Oleh karena itu, bangsa Israel sebenarnya tak memiliki andil dalam tanah Palestina. Kedatangan mereka hanya sebagai tamu. Namun, mereka justru merebut tanah yang diberkati. Tanpa rasa bersalah, kasihan, simpati ataupun empati.
Dilansir oleh Jurnal Islam (18/11) Wakil Direktur Departemen Endowmen Keagamaan Al-Quds, Najeh Bkeerat mengatakan, ancaman Israel terhadap Masjid Al-Aqsa dan Gerbang Al-Rahma semakin buruk. Dia menilai, penyebabnya adalah agresi militer Israel dan kurangnya respon dunia Arab, regional, internasional, dan dunia Islam pada umumnya.
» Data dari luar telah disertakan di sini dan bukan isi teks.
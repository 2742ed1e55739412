//! Physical-range filtering for telemetry rows
//!
//! Each bounded sensor column present in a row must hold a number inside its
//! inclusive physical range. Columns missing from the row, or not listed in
//! the bound table, are not checked.

use crate::app::models::{Row, parse_numeric};
use crate::constants::PhysicalBound;
use indicatif::ProgressBar;
use tracing::{debug, info};

use super::report::OutlierEntry;

/// The first bound a row violates
#[derive(Debug, Clone, PartialEq)]
pub struct RangeViolation {
    pub bound: PhysicalBound,
    pub value: String,
    pub reason: String,
}

/// Find the first bounded column that is non-numeric or out of range
///
/// Bounds are checked in table order and evaluation stops at the first
/// violation, so a row is reported against a single column.
pub fn first_violation(row: &Row, bounds: &[PhysicalBound]) -> Option<RangeViolation> {
    for bound in bounds {
        let Some(raw) = row.get(bound.column) else {
            continue;
        };

        let reason = match parse_numeric(raw) {
            None => format!("{} value '{}' is not numeric", bound.column, raw),
            Some(value) if !bound.contains(value) => format!(
                "{} = {} outside physical range [{}, {}]",
                bound.column, value, bound.min, bound.max
            ),
            Some(_) => continue,
        };

        return Some(RangeViolation {
            bound: *bound,
            value: raw.to_string(),
            reason,
        });
    }

    None
}

/// Drop rows that violate any physical bound
///
/// # Arguments
///
/// * `rows` - Rows paired with their original index, in file order
/// * `bounds` - Ordered bound table
/// * `progress_bar` - Optional progress bar for tracking progress
///
/// # Returns
///
/// Surviving rows (order preserved) and one entry per dropped row
pub fn apply_range_filter<'a>(
    rows: Vec<(usize, &'a Row)>,
    bounds: &[PhysicalBound],
    progress_bar: Option<&ProgressBar>,
) -> (Vec<(usize, &'a Row)>, Vec<OutlierEntry>) {
    let input_count = rows.len();
    let mut kept = Vec::with_capacity(input_count);
    let mut removed = Vec::new();

    for (index, row) in rows {
        if let Some(pb) = progress_bar {
            pb.inc(1);
        }

        match first_violation(row, bounds) {
            None => kept.push((index, row)),
            Some(violation) => {
                debug!("Row {} dropped: {}", index, violation.reason);
                removed.push(OutlierEntry {
                    row_index: index,
                    column: violation.bound.column.to_string(),
                    value: violation.value,
                    min: violation.bound.min,
                    max: violation.bound.max,
                    reason: violation.reason,
                });
            }
        }
    }

    info!(
        "Range filtering complete: {} -> {} rows ({} outliers removed)",
        input_count,
        kept.len(),
        removed.len()
    );

    (kept, removed)
}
Bkeerat menambahkan, kurangnya kesadaran tentang pentingnya perjuangan Palestina, Yerusalem dan Masjid Al-Aqsa di antara warga Palestina, Arab, dan Muslim adalah alasan lain meningkatnya ancaman Israel tersebut.
Kapan derita mereka akan bermuara? Siapa yang akan mengakhiri setiap ketakutan yang mereka rasa? Kemana suara para pejuang HAM? Kemana gerak para penguasa dunia? Kenapa luka anak-anak Gaza justru dipelihara?
Ingatlah hai kita yang berlabel sebagai manusia! Terutama kita yang telah bersyahadat. Semua perbuatan akan dimintai pertanggungjawaban kelak di hadapan Allah Ta'ala. Apakah yang akan kita katakan dihadapan-Nya jika kita abai dan diam terhadap derita saudara kita di Gaza?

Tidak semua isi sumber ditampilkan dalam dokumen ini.